List each line of the data that holds the string "RecordId", please.
"""
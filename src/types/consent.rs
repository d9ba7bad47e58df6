use serde::Serialize;

use super::RecordId;

/// Caller-supplied fields of a consent record.
///
/// Every upsert carries the whole set, partial updates are
/// not supported.
#[derive(Debug, Clone, PartialEq, Eq, Serialize)]
#[serde(rename_all = "camelCase")]
pub struct Employee {
    pub name: String,
    pub nickname: String,
    pub facility: String,
    pub emp_num: String,
    /// Natural key of the record.
    pub phone_no: String,
    pub consent: String,
}

/// A stored consent record: the employee fields plus the identity
/// minted when the phone number was first seen.
#[derive(Debug, Clone, PartialEq, Eq, Serialize)]
pub struct ConsentRecord {
    pub id: RecordId,
    #[serde(flatten)]
    pub employee: Employee,
}

impl ConsentRecord {
    /// Wraps the employee fields in a record with a fresh identity.
    #[must_use]
    pub fn new(employee: Employee) -> Self {
        Self {
            id: RecordId::generate(),
            employee,
        }
    }

    #[must_use]
    pub fn phone_no(&self) -> &str {
        &self.employee.phone_no
    }
}

/// What the caller gets back from a single-record upsert.
///
/// The identity is only revealed when the record was created.
#[derive(Debug, Clone, PartialEq, Eq, Serialize)]
#[serde(untagged)]
pub enum RecordView {
    Created(ConsentRecord),
    Updated(Employee),
}

impl RecordView {
    #[must_use]
    pub fn employee(&self) -> &Employee {
        match self {
            Self::Created(record) => &record.employee,
            Self::Updated(employee) => employee,
        }
    }

    #[must_use]
    pub fn id(&self) -> Option<RecordId> {
        match self {
            Self::Created(record) => Some(record.id),
            Self::Updated(..) => None,
        }
    }
}

#[derive(Debug, Clone, PartialEq, Eq, Serialize)]
pub struct ConsentView {
    pub consent: String,
}

/// Required request fields, listed in the order they are checked.
#[derive(Debug, Clone, Copy, PartialEq, Eq, Hash)]
pub enum Field {
    Name,
    Nickname,
    Facility,
    EmpNum,
    PhoneNo,
    Consent,
}

impl Field {
    pub const ALL: [Field; 6] = [
        Field::Name,
        Field::Nickname,
        Field::Facility,
        Field::EmpNum,
        Field::PhoneNo,
        Field::Consent,
    ];

    /// Key of the field in a request body.
    #[must_use]
    pub const fn key(self) -> &'static str {
        match self {
            Self::Name => "name",
            Self::Nickname => "nickname",
            Self::Facility => "facility",
            Self::EmpNum => "empNum",
            Self::PhoneNo => "phoneNo",
            Self::Consent => "consent",
        }
    }

    /// Human readable name used in error messages.
    #[must_use]
    pub const fn label(self) -> &'static str {
        match self {
            Self::Name => "name",
            Self::Nickname => "nickname",
            Self::Facility => "facility",
            Self::EmpNum => "employee number",
            Self::PhoneNo => "phone number",
            Self::Consent => "consent",
        }
    }
}

/// Outcome of a batch upsert.
#[derive(Debug, Clone, PartialEq, Eq, Serialize)]
pub struct BatchReport {
    pub error_details: Vec<BatchEntryError>,
    pub count_added: usize,
}

/// A record of a batch that could not be stored.
#[derive(Debug, Clone, PartialEq, Eq, Serialize)]
pub struct BatchEntryError {
    /// 0-based position of the record in the request.
    #[serde(skip)]
    pub index: usize,
    pub error: String,
    #[serde(skip_serializing_if = "Option::is_none")]
    pub cause: Option<String>,
    #[serde(rename = "errorCode")]
    pub error_code: u16,
}

impl BatchEntryError {
    #[must_use]
    pub fn invalid(index: usize, message: impl std::fmt::Display) -> Self {
        Self {
            index,
            error: format!("{}. {message}", index + 1),
            cause: None,
            error_code: 400,
        }
    }

    #[must_use]
    pub fn write_failed(index: usize, cause: String) -> Self {
        Self {
            index,
            error: format!("{}. Could not create askhr employee", index + 1),
            cause: Some(cause),
            error_code: 500,
        }
    }
}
"""
## RESPONSE FOR THIS EXERCISE
use super::RecordId;
    pub id: RecordId,
            id: RecordId::generate(),
    pub fn id(&self) -> Option<RecordId> {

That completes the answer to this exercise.